Kepada Kabarpas.com, Kanit Regident dan Identifikasi Samsat Polres Pasuruan, Ipda Vani Bad mengatakan, aplikasi Digital Korlantas Polri merupakan portal aplikasi seluruh layanan Korlantas Polri, termasuk di dalamnya pelayanan perpanjangan atau pembuatan SIM A dan SIM C. Aplikasi Digital Korlantas Polri sudah bisa diunduh di Apps Store maupun Playstore.

“Semua para pemohon bisa mendownload aplikasi Digital Koroantas Polri di Play Store yang sudah tersedia di Smartphone,” katanya.

Menurut Vani, sebelum perpanjangan SIM online, pemohon diminta untuk melakukan pemeriksaan kesehatan dan tes psikologi terlebih dulu. Dalam aplikasi itu, registrasi pemeriksaan kesehatan bisa dilakukan secara online.

“Untuk registrasi pemeriksaan kesehatan secara online, pemohon cukup memilih link E-Rikkes pada layanan SIM Nasional Presisi, pilih menu registrasi dengan memasukan NIK dan foto selfie. Selanjutnya, pilih dokter dan jadwal pemeriksaan. Pemohon akan mendapatkan kode booking yang kemudian ditunjukan saat kunjungan ke dokter polisi atau dokter umum yang sudah diberikan rekomendasi dari Pusdokkes Polri secara langsung,” jelasnya.

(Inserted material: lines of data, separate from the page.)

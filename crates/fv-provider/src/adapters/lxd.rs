//! LXD/Incus adapter (spec §4.2). Both hypervisors share the same adapter
//! since `incus` is a drop-in CLI/API-compatible fork of `lxc`; only the verb
//! prefix differs, selected by `ProviderType` at construction.
//!
//! Network configuration is only safe on a **stopped** instance: the `proxy`
//! device LXD uses for port mapping refuses to attach to a running container.
//! Grounded on `src/vm/instance/net.rs`'s `shell::run_in_vm` usage pattern,
//! transplanted from a local `limactl shell` call onto the SSH pool.

use std::collections::HashMap;
use std::sync::{Arc, Mutex};

use async_trait::async_trait;
use fv_core::error::CoreError;
use fv_core::model::ProviderType;
use fv_ssh::{CommandOutput, ConnectParams, SshPool};

use crate::adapters::parse_size_to_lxd;
use crate::{InstanceConfig, NodeConfig, ProgressCallback, ProviderAdapter, RemoteImage, RemoteInstance};

pub struct LxdAdapter {
    provider_type: ProviderType,
    ssh: Arc<SshPool>,
    nodes: Mutex<HashMap<String, ConnectParams>>,
}

impl LxdAdapter {
    pub fn new(provider_type: ProviderType, ssh: Arc<SshPool>) -> Self {
        assert!(matches!(provider_type, ProviderType::Lxd | ProviderType::Incus));
        Self {
            provider_type,
            ssh,
            nodes: Mutex::new(HashMap::new()),
        }
    }

    fn verb(&self) -> &'static str {
        match self.provider_type {
            ProviderType::Incus => "incus",
            _ => "lxc",
        }
    }

    fn params(&self, provider_id: &str) -> Result<ConnectParams, CoreError> {
        self.nodes
            .lock()
            .expect("lxd node table poisoned")
            .get(provider_id)
            .cloned()
            .ok_or_else(|| CoreError::NotConnected {
                provider_id: provider_id.to_string(),
            })
    }

    fn run(&self, params: &ConnectParams, args: &str) -> Result<CommandOutput, CoreError> {
        self.ssh.exec(params, &format!("{} {args}", self.verb()))?.into_result()
    }
}

#[async_trait]
impl ProviderAdapter for LxdAdapter {
    fn get_type(&self) -> ProviderType {
        self.provider_type
    }

    fn get_name(&self) -> &str {
        self.verb()
    }

    fn get_version(&self) -> &str {
        env!("CARGO_PKG_VERSION")
    }

    fn get_supported_instance_types(&self) -> Vec<String> {
        vec!["container".to_string(), "virtual-machine".to_string()]
    }

    async fn connect(&self, cfg: &NodeConfig) -> Result<(), CoreError> {
        self.ssh.connect(&cfg.ssh)?;
        self.nodes
            .lock()
            .expect("lxd node table poisoned")
            .insert(cfg.provider_id.clone(), cfg.ssh.clone());
        Ok(())
    }

    async fn disconnect(&self, provider_id: &str) -> Result<(), CoreError> {
        self.ssh.disconnect(provider_id);
        self.nodes.lock().expect("lxd node table poisoned").remove(provider_id);
        Ok(())
    }

    async fn is_connected(&self, provider_id: &str) -> bool {
        self.ssh.is_connected(provider_id)
    }

    async fn health_check(&self, provider_id: &str) -> Result<(), CoreError> {
        let params = self.params(provider_id)?;
        self.run(&params, "version")?;
        Ok(())
    }

    async fn list_instances(&self, provider_id: &str) -> Result<Vec<RemoteInstance>, CoreError> {
        let params = self.params(provider_id)?;
        let stdout = self.ssh.exec_stdout(&params, &format!("{} list --format csv -c ns4,6", self.verb()))?;
        Ok(stdout
            .lines()
            .filter(|l| !l.is_empty())
            .filter_map(|line| {
                let mut cols = line.split(',');
                let name = cols.next()?.to_string();
                let status = cols.next().unwrap_or("UNKNOWN").to_string();
                let ipv4 = cols.next().filter(|s| !s.is_empty()).map(|s| {
                    s.split(' ').next().unwrap_or(s).to_string()
                });
                let ipv6 = cols.next().filter(|s| !s.is_empty()).map(|s| {
                    s.split(' ').next().unwrap_or(s).to_string()
                });
                Some(RemoteInstance {
                    id: name.clone(),
                    name,
                    status,
                    ipv4,
                    ipv6,
                })
            })
            .collect())
    }

    async fn get_instance(&self, provider_id: &str, id: &str) -> Result<RemoteInstance, CoreError> {
        self.list_instances(provider_id)
            .await?
            .into_iter()
            .find(|i| i.id == id)
            .ok_or_else(|| CoreError::RemoteError {
                kind: self.verb().to_string(),
                detail: format!("instance {id} not found"),
            })
    }

    async fn create_instance(&self, provider_id: &str, cfg: &InstanceConfig) -> Result<RemoteInstance, CoreError> {
        let params = self.params(provider_id)?;
        let memory = parse_size_to_lxd(&cfg.memory).ok_or_else(|| CoreError::ValidationFailed {
            reason: format!("unparseable memory spec {:?}", cfg.memory),
        })?;
        let image_ref = cfg.image_url.clone().unwrap_or_else(|| cfg.image.clone());
        self.run(
            &params,
            &format!(
                "launch {image_ref} {} -c limits.cpu={} -c limits.memory={memory}",
                cfg.name, cfg.cpu
            ),
        )?;
        Ok(RemoteInstance {
            id: cfg.name.clone(),
            name: cfg.name.clone(),
            status: "running".to_string(),
            ipv4: None,
            ipv6: None,
        })
    }

    async fn create_instance_with_progress(
        &self,
        provider_id: &str,
        cfg: &InstanceConfig,
        progress: &mut ProgressCallback<'_>,
    ) -> Result<RemoteInstance, CoreError> {
        progress(20, "pulling image if absent");
        let result = self.create_instance(provider_id, cfg).await;
        progress(65, "instance launched");
        result
    }

    async fn start_instance(&self, provider_id: &str, id: &str) -> Result<(), CoreError> {
        let params = self.params(provider_id)?;
        self.run(&params, &format!("start {id}"))?;
        Ok(())
    }

    async fn stop_instance(&self, provider_id: &str, id: &str) -> Result<(), CoreError> {
        let params = self.params(provider_id)?;
        self.run(&params, &format!("stop {id}"))?;
        Ok(())
    }

    async fn restart_instance(&self, provider_id: &str, id: &str) -> Result<(), CoreError> {
        let params = self.params(provider_id)?;
        self.run(&params, &format!("restart {id}"))?;
        Ok(())
    }

    async fn delete_instance(&self, provider_id: &str, id: &str) -> Result<(), CoreError> {
        let params = self.params(provider_id)?;
        self.run(&params, &format!("delete {id} --force"))?;
        Ok(())
    }

    async fn list_images(&self, provider_id: &str) -> Result<Vec<RemoteImage>, CoreError> {
        let params = self.params(provider_id)?;
        let stdout = self.ssh.exec_stdout(&params, &format!("{} image list --format csv -c lf", self.verb()))?;
        Ok(stdout
            .lines()
            .filter(|l| !l.is_empty())
            .map(|l| {
                let alias = l.split(',').next().unwrap_or(l).to_string();
                RemoteImage {
                    id: alias.clone(),
                    alias,
                }
            })
            .collect())
    }

    async fn pull_image(&self, provider_id: &str, url: &str) -> Result<RemoteImage, CoreError> {
        let params = self.params(provider_id)?;
        self.run(&params, &format!("image copy {url} local:"))?;
        Ok(RemoteImage {
            id: url.to_string(),
            alias: url.to_string(),
        })
    }

    async fn delete_image(&self, provider_id: &str, id: &str) -> Result<(), CoreError> {
        let params = self.params(provider_id)?;
        self.run(&params, &format!("image delete {id}"))?;
        Ok(())
    }

    async fn set_instance_password(&self, provider_id: &str, id: &str, password: &str) -> Result<(), CoreError> {
        let params = self.params(provider_id)?;
        self.ssh
            .exec(&params, &format!("{} exec {id} -- bash -c 'echo root:{password} | chpasswd'", self.verb()))?
            .into_result()?;
        Ok(())
    }

    async fn get_instance_ipv4(&self, provider_id: &str, name: &str) -> Result<Option<String>, CoreError> {
        Ok(self.get_instance(provider_id, name).await?.ipv4)
    }

    async fn get_instance_ipv6(&self, provider_id: &str, name: &str) -> Result<Option<String>, CoreError> {
        Ok(self.get_instance(provider_id, name).await?.ipv6)
    }

    async fn get_instance_public_ipv6(&self, provider_id: &str, name: &str) -> Result<Option<String>, CoreError> {
        self.get_instance_ipv6(provider_id, name).await
    }

    async fn execute_ssh_command(&self, provider_id: &str, command: &str) -> Result<CommandOutput, CoreError> {
        let params = self.params(provider_id)?;
        self.ssh.exec(&params, command)
    }
}

#[cfg(test)]
mod tests {
    use super::*;

    #[test]
    fn incus_uses_incus_verb() {
        let adapter = LxdAdapter::new(ProviderType::Incus, Arc::new(SshPool::new(Default::default())));
        assert_eq!(adapter.verb(), "incus");
    }

    #[test]
    fn lxd_uses_lxc_verb() {
        let adapter = LxdAdapter::new(ProviderType::Lxd, Arc::new(SshPool::new(Default::default())));
        assert_eq!(adapter.verb(), "lxc");
    }

    #[tokio::test]
    async fn unconnected_provider_is_not_connected() {
        let adapter = LxdAdapter::new(ProviderType::Lxd, Arc::new(SshPool::new(Default::default())));
        let err = adapter.list_instances("p1").await.unwrap_err();
        assert!(matches!(err, CoreError::NotConnected { .. }));
    }
}
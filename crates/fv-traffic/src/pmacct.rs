//! Per-instance `pmacct` monitor installation (spec §4.6 "Installation").
//! Platform detection is an enum-plus-probe over a remote `ssh.exec_stdout`
//! call rather than a local `cfg!`/`Path::new` check; the config file itself
//! is rendered with `tera`.

use fv_core::error::CoreError;
use fv_core::model::Instance;
use fv_ssh::{ConnectParams, SshPool};
use tera::{Context, Tera};

/// Remote init system, detected in the order spec §4.6 step 1 lists.
#[derive(Debug, Clone, Copy, PartialEq, Eq)]
pub enum InitSystem {
    Systemd,
    OpenRc,
    SysVInit,
    Nohup,
}

impl InitSystem {
    pub fn detect(ssh: &SshPool, params: &ConnectParams) -> Result<Self, CoreError> {
        if ssh.exec(params, "test -d /run/systemd/system")?.success() {
            return Ok(InitSystem::Systemd);
        }
        if ssh.exec(params, "command -v rc-service")?.success() {
            return Ok(InitSystem::OpenRc);
        }
        if ssh.exec(params, "test -d /etc/init.d && command -v service")?.success() {
            return Ok(InitSystem::SysVInit);
        }
        Ok(InitSystem::Nohup)
    }

    /// Unit name + file content for this init system, or `None` for `Nohup`
    /// (spec: "else `nohup`" has no persistent unit, just a backgrounded process).
    fn unit_file(self, instance_name: &str, conf_dir: &str) -> Option<(String, String)> {
        let unit_name = format!("pmacctd-{instance_name}");
        match self {
            InitSystem::Systemd => Some((
                format!("/etc/systemd/system/{unit_name}.service"),
                format!(
                    "[Unit]\nDescription=pmacct traffic monitor for {instance_name}\nAfter=network.target\n\n\
                     [Service]\nExecStart=/usr/sbin/pmacctd -f {conf_dir}/pmacctd.conf\n\
                     PIDFile={conf_dir}/pmacctd.pid\nRestart=on-failure\n\n\
                     [Install]\nWantedBy=multi-user.target\n"
                ),
            )),
            InitSystem::OpenRc => Some((
                format!("/etc/init.d/{unit_name}"),
                format!(
                    "#!/sbin/openrc-run\ncommand=/usr/sbin/pmacctd\ncommand_args=\"-f {conf_dir}/pmacctd.conf\"\n\
                     pidfile={conf_dir}/pmacctd.pid\ncommand_background=true\n"
                ),
            )),
            InitSystem::SysVInit => Some((
                format!("/etc/init.d/{unit_name}"),
                format!(
                    "#!/bin/sh\n### BEGIN INIT INFO\n# Provides: {unit_name}\n### END INIT INFO\n\
                     /usr/sbin/pmacctd -f {conf_dir}/pmacctd.conf -D -w {conf_dir}/pmacctd.pid\n"
                ),
            )),
            InitSystem::Nohup => None,
        }
    }

    /// Command that starts the monitor once its unit (if any) is installed.
    fn start_command(self, instance_name: &str, conf_dir: &str) -> String {
        let unit_name = format!("pmacctd-{instance_name}");
        match self {
            InitSystem::Systemd => format!("systemctl enable --now {unit_name}"),
            InitSystem::OpenRc => format!("rc-update add {unit_name} default && rc-service {unit_name} start"),
            InitSystem::SysVInit => format!("chmod +x /etc/init.d/{unit_name} && service {unit_name} start"),
            InitSystem::Nohup => format!(
                "nohup /usr/sbin/pmacctd -f {conf_dir}/pmacctd.conf > {conf_dir}/pmacctd.log 2>&1 & echo $! > {conf_dir}/pmacctd.pid"
            ),
        }
    }
}

/// Host distro family, detected from `/etc/*-release` (spec §4.6 step 2).
#[derive(Debug, Clone, Copy, PartialEq, Eq)]
pub enum Distro {
    DebianLike,
    RhelLike,
    Alpine,
    Arch,
}

impl Distro {
    pub fn detect(ssh: &SshPool, params: &ConnectParams) -> Result<Self, CoreError> {
        let release = ssh.exec_stdout(params, "cat /etc/*-release 2>/dev/null")?.to_lowercase();
        if release.contains("alpine") {
            Ok(Distro::Alpine)
        } else if release.contains("arch") {
            Ok(Distro::Arch)
        } else if release.contains("rhel")
            || release.contains("centos")
            || release.contains("almalinux")
            || release.contains("rocky")
            || release.contains("ol_")
            || release.contains("oracle")
        {
            Ok(Distro::RhelLike)
        } else {
            Ok(Distro::DebianLike)
        }
    }

    /// Install command for `pmacct` + `sqlite3`, preferring `dnf` over `yum`
    /// on the RHEL family per spec §4.6 step 2.
    pub fn install_command(self, dnf_available: bool) -> &'static str {
        match self {
            Distro::DebianLike => "apt-get update -qq && apt-get install -y -qq pmacct sqlite3",
            Distro::RhelLike if dnf_available => "dnf install -y pmacct sqlite",
            Distro::RhelLike => "yum install -y pmacct sqlite",
            Distro::Alpine => "apk add --no-cache pmacct sqlite",
            Distro::Arch => "pacman -Sy --noconfirm pmacct sqlite",
        }
    }

}

fn already_installed_check() -> &'static str {
    "command -v pmacctd >/dev/null 2>&1 && command -v sqlite3 >/dev/null 2>&1"
}

/// `sql_cache_entries`/`plugin_buffer_size`/`plugin_pipe_size`, scaled by the
/// instance's configured bandwidth (spec §4.6: "50 Mbps → 32 entries, 1 Gbps →
/// 512, >2 Gbps → 1024").
#[derive(Debug, Clone, Copy, PartialEq, Eq)]
pub struct BufferSizing {
    pub sql_cache_entries: u32,
    pub plugin_buffer_size: u32,
    pub plugin_pipe_size: u32,
}

pub fn buffer_sizing(bandwidth_mbps: u32) -> BufferSizing {
    let entries = if bandwidth_mbps <= 50 {
        32
    } else if bandwidth_mbps <= 1000 {
        512
    } else {
        1024
    };
    BufferSizing {
        sql_cache_entries: entries,
        plugin_buffer_size: entries * 1024,
        plugin_pipe_size: entries * 1024 * 10,
    }
}

/// Non-internal-traffic BPF filter (spec §4.6: excludes RFC1918, loopback,
/// link-local, multicast, broadcast; matches the instance's monitored
/// addresses).
pub fn bpf_filter(private_ip: Option<&str>, public_ipv6: Option<&str>) -> String {
    let exclusions = "not (net 10.0.0.0/8 or net 172.16.0.0/12 or net 192.168.0.0/16 \
                       or net 127.0.0.0/8 or net 169.254.0.0/16 or multicast or broadcast)";
    let mut hosts = Vec::new();
    if let Some(ip) = private_ip {
        hosts.push(format!("host {ip}"));
    }
    if let Some(ip6) = public_ipv6 {
        hosts.push(format!("host {ip6}"));
    }
    if hosts.is_empty() {
        exclusions.to_string()
    } else {
        format!("{exclusions} and ({})", hosts.join(" or "))
    }
}

const PMACCTD_CONF_TEMPLATE: &str = r#"daemonize: true
pidfile: {{ conf_dir }}/pmacctd.pid
pcap_interface: {{ device }}
aggregate: src_host, dst_host
plugins: sqlite3[traffic]
sql_db[traffic]: {{ conf_dir }}/traffic.db
sql_table[traffic]: acct_v9
sql_history[traffic]: 5m
sql_history_roundoff[traffic]: m
sql_cache_entries: {{ sql_cache_entries }}
plugin_buffer_size: {{ plugin_buffer_size }}
plugin_pipe_size: {{ plugin_pipe_size }}
aggregate_filter: {{ bpf_filter }}
"#;

/// Render `pmacctd.conf` for one instance (spec §4.6 step 3/paragraph 2).
pub fn render_pmacctd_conf(
    instance: &Instance,
    conf_dir: &str,
    device: &str,
) -> Result<String, CoreError> {
    let sizing = buffer_sizing(instance.resources.bandwidth_mbps);
    let filter = bpf_filter(instance.private_ip.as_deref(), instance.public_ipv6.as_deref());

    let mut ctx = Context::new();
    ctx.insert("conf_dir", conf_dir);
    ctx.insert("device", device);
    ctx.insert("sql_cache_entries", &sizing.sql_cache_entries);
    ctx.insert("plugin_buffer_size", &sizing.plugin_buffer_size);
    ctx.insert("plugin_pipe_size", &sizing.plugin_pipe_size);
    ctx.insert("bpf_filter", &filter);

    Tera::one_off(PMACCTD_CONF_TEMPLATE, &ctx, false)
        .map_err(|_| CoreError::redacted("pmacct", "failed to render pmacctd.conf"))
}

/// DDL for the SQLite DB pmacctd writes into (spec §4.6 step 4): an `acct_v9`
/// table that mirrors `src_host`/`dst_host` onto `ip_src`/`ip_dst` via a
/// trigger, indexed on `stamp_inserted` and the host columns.
pub const SQLITE_SCHEMA: &str = r#"
CREATE TABLE IF NOT EXISTS acct_v9 (
    stamp_inserted TEXT,
    stamp_updated TEXT,
    src_host TEXT,
    dst_host TEXT,
    ip_src TEXT,
    ip_dst TEXT,
    bytes INTEGER,
    packets INTEGER
);
CREATE INDEX IF NOT EXISTS idx_acct_v9_stamp ON acct_v9(stamp_inserted);
CREATE INDEX IF NOT EXISTS idx_acct_v9_hosts ON acct_v9(src_host, dst_host);
CREATE TRIGGER IF NOT EXISTS acct_v9_mirror_hosts AFTER INSERT ON acct_v9
BEGIN
    UPDATE acct_v9 SET ip_src = COALESCE(NEW.ip_src, NEW.src_host),
                        ip_dst = COALESCE(NEW.ip_dst, NEW.dst_host)
    WHERE rowid = NEW.rowid;
END;
"#;

/// Per-instance config directory (spec §4.6 step 3).
pub fn conf_dir(instance_name: &str) -> String {
    format!("/var/lib/pmacct/{instance_name}")
}

/// Installs and starts the per-instance monitor end to end (spec §4.6
/// "Installation" steps 1-5). Returns the device the config was bound to.
pub fn install(
    ssh: &SshPool,
    params: &ConnectParams,
    instance: &Instance,
    device: &str,
) -> Result<(), CoreError> {
    let init = InitSystem::detect(ssh, params)?;
    let already = ssh.exec(params, already_installed_check())?.success();
    if !already {
        let distro = Distro::detect(ssh, params)?;
        let dnf_available = ssh.exec(params, "command -v dnf")?.success();
        ssh.exec_stdout(params, distro.install_command(dnf_available))?;
    }

    let dir = conf_dir(&instance.name);
    ssh.exec_stdout(params, &format!("mkdir -p {dir}"))?;

    let conf = render_pmacctd_conf(instance, &dir, device)?;
    fv_ssh::upload_file(ssh, params, &format!("{dir}/pmacctd.conf"), conf.as_bytes(), 0o644)?;

    let init_sql = format!("sqlite3 {dir}/traffic.db \"{}\"", SQLITE_SCHEMA.replace('"', "\\\""));
    ssh.exec_stdout(params, &init_sql)?;

    if let Some((path, content)) = init.unit_file(&instance.name, &dir) {
        fv_ssh::upload_file(ssh, params, &path, content.as_bytes(), 0o644)?;
    }
    ssh.exec_stdout(params, &init.start_command(&instance.name, &dir))?;
    Ok(())
}

#[cfg(test)]
mod tests {
    use super::*;

    #[test]
    fn buffer_sizing_follows_the_three_calibration_points() {
        assert_eq!(buffer_sizing(50).sql_cache_entries, 32);
        assert_eq!(buffer_sizing(1000).sql_cache_entries, 512);
        assert_eq!(buffer_sizing(3000).sql_cache_entries, 1024);
    }

    #[test]
    fn bpf_filter_excludes_internal_ranges_and_matches_monitored_hosts() {
        let filter = bpf_filter(Some("10.20.30.40"), None);
        assert!(filter.contains("not (net 10.0.0.0/8"));
        assert!(filter.contains("host 10.20.30.40"));
    }

    #[test]
    fn bpf_filter_with_no_monitored_hosts_is_just_the_exclusion() {
        let filter = bpf_filter(None, None);
        assert!(!filter.contains("host"));
    }

    #[test]
    fn bpf_filter_with_both_v4_and_v6_ors_the_hosts() {
        let filter = bpf_filter(Some("10.0.0.5"), Some("2001:db8::1"));
        assert!(filter.contains("host 10.0.0.5 or host 2001:db8::1"));
    }

    #[test]
    fn systemd_unit_names_after_the_instance() {
        let (path, content) = InitSystem::Systemd.unit_file("ct-alice-1", "/var/lib/pmacct/ct-alice-1").unwrap();
        assert_eq!(path, "/etc/systemd/system/pmacctd-ct-alice-1.service");
        assert!(content.contains("pmacctd -f /var/lib/pmacct/ct-alice-1/pmacctd.conf"));
    }

    #[test]
    fn nohup_has_no_unit_file() {
        assert!(InitSystem::Nohup.unit_file("ct-alice-1", "/var/lib/pmacct/ct-alice-1").is_none());
    }

    #[test]
    fn rhel_prefers_dnf_when_available() {
        assert_eq!(Distro::RhelLike.install_command(true), "dnf install -y pmacct sqlite");
        assert_eq!(Distro::RhelLike.install_command(false), "yum install -y pmacct sqlite");
    }
}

Tidak hanya itu, Vani Badra menambahkan setelah dicetak, pada aplikasi pemohon nantinya akan tampil gambar SIM yang telah dilakukan pencetakan. Nantinya pada saat SIM diterima oleh pemohon, maka secara otomatis SIM tersebut akan terdigitalisasi pada aplikasi SINAR.

“Yang perlu kami garis bawahi bahwa digitalisasi SIM tidak serta merta mengubah fungsi dari fisik SIM. Namun, digitalisasi SIM membuktikan bahwa data pemilik SIM telah dilakukan perekaman data pada pusat data Korlantas dan menjadi data forensik kepolisian yang sewaktu-waktu dapat digunakan untuk kepentingan Polri,” pungkasnya. (dar/gus).